ABOUT THIS TASK »
Copy the lines below exactly. Start at the first and finish with the line containing "use crate::types::RunId;".

[Stored items]
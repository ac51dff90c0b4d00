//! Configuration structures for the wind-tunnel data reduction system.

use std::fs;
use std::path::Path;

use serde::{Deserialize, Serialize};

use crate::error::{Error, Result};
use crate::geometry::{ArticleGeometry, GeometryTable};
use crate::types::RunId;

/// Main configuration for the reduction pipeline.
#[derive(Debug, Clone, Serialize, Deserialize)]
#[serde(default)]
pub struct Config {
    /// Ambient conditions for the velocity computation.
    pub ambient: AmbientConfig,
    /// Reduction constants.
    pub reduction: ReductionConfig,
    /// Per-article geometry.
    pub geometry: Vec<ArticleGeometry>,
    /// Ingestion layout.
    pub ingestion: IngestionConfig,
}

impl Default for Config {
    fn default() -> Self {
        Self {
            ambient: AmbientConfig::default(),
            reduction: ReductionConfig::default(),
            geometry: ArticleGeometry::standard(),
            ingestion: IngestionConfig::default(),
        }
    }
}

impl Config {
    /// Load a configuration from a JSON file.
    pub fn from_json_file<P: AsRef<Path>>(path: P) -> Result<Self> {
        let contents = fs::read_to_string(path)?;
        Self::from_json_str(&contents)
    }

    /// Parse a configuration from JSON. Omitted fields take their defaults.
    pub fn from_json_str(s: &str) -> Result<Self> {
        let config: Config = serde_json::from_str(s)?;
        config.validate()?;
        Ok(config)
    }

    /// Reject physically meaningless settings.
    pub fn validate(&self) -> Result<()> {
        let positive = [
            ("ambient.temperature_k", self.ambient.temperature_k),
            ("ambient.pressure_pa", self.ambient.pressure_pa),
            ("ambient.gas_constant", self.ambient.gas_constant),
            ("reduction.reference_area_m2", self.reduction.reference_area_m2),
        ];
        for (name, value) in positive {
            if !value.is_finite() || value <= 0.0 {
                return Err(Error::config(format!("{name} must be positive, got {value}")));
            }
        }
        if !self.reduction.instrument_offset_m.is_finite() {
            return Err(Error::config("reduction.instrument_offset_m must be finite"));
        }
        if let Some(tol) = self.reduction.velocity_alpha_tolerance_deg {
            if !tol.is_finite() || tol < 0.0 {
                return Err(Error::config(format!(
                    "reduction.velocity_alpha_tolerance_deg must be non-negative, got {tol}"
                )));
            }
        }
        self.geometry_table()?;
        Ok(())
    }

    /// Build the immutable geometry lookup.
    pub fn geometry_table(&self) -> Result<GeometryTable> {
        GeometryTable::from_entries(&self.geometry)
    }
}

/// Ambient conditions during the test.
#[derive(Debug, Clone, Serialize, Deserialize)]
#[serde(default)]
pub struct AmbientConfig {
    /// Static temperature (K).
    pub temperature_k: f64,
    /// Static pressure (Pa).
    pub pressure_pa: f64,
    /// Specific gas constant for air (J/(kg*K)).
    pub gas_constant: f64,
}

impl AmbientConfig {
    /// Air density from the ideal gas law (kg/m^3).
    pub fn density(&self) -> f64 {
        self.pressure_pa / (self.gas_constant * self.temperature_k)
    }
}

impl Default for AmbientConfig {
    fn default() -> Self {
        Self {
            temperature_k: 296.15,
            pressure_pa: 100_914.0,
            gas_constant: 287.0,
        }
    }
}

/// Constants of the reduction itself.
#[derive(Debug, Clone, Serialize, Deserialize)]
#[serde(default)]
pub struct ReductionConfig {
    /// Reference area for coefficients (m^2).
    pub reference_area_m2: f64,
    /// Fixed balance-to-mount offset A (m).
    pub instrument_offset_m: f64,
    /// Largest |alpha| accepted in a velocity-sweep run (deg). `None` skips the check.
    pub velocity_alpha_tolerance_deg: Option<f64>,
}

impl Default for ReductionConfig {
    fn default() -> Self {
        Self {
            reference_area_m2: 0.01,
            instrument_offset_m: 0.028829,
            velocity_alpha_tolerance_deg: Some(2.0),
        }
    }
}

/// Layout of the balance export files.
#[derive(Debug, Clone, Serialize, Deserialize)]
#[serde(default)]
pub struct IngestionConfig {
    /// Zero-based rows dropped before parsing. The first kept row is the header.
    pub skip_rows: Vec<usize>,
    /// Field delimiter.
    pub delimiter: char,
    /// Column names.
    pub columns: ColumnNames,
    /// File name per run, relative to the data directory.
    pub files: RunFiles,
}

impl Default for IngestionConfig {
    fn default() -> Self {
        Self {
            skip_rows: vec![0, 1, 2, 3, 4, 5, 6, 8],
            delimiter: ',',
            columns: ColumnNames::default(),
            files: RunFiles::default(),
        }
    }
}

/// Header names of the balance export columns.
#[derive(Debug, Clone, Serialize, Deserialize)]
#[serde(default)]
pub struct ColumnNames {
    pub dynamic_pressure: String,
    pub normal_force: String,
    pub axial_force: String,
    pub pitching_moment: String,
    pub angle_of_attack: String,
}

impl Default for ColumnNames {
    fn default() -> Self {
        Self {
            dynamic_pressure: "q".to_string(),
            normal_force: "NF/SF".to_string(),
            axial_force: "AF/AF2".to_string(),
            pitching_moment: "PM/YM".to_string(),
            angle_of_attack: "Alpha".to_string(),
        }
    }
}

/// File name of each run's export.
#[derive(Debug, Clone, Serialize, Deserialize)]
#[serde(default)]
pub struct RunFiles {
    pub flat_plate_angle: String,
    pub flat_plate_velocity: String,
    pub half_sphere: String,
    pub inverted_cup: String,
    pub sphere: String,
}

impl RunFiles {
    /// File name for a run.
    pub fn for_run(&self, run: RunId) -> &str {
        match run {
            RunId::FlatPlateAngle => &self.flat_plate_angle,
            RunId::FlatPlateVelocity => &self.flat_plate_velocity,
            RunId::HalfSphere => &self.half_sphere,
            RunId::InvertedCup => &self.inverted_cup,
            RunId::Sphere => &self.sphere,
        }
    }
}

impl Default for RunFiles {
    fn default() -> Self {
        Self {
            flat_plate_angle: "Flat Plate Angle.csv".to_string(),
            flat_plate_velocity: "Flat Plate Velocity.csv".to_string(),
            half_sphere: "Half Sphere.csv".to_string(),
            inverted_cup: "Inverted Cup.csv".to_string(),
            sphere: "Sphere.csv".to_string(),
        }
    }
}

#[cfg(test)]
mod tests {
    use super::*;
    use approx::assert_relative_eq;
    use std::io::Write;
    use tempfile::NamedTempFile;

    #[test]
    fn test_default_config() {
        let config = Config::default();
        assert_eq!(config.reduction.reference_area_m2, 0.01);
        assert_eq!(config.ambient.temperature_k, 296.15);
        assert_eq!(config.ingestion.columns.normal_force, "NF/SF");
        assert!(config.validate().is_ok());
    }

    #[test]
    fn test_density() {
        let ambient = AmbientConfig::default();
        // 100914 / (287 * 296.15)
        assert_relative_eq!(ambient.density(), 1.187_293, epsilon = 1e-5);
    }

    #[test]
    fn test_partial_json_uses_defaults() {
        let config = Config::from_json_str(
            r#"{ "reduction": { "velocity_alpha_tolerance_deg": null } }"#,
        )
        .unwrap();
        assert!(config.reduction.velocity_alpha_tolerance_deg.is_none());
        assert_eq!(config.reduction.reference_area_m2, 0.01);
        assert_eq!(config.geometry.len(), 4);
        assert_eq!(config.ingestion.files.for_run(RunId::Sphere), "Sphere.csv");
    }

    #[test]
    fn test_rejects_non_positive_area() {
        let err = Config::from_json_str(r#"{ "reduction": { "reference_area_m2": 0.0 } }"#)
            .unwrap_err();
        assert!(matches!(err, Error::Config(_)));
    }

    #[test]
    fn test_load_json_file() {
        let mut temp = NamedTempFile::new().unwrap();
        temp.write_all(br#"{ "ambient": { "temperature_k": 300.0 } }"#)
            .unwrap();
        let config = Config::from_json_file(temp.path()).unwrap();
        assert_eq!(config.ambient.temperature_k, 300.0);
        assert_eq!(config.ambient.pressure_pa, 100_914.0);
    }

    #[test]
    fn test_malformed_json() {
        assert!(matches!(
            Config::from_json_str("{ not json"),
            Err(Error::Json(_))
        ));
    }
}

WRITTEN SOLUTION »
repository ac51dff90c0b4d00
//! Configuration structures for the wind-tunnel data reduction system.

use std::fs;
use std::path::Path;

use serde::{Deserialize, Serialize};

use crate::error::{Error, Result};
use crate::geometry::{ArticleGeometry, GeometryTable};
use crate::types::RunId;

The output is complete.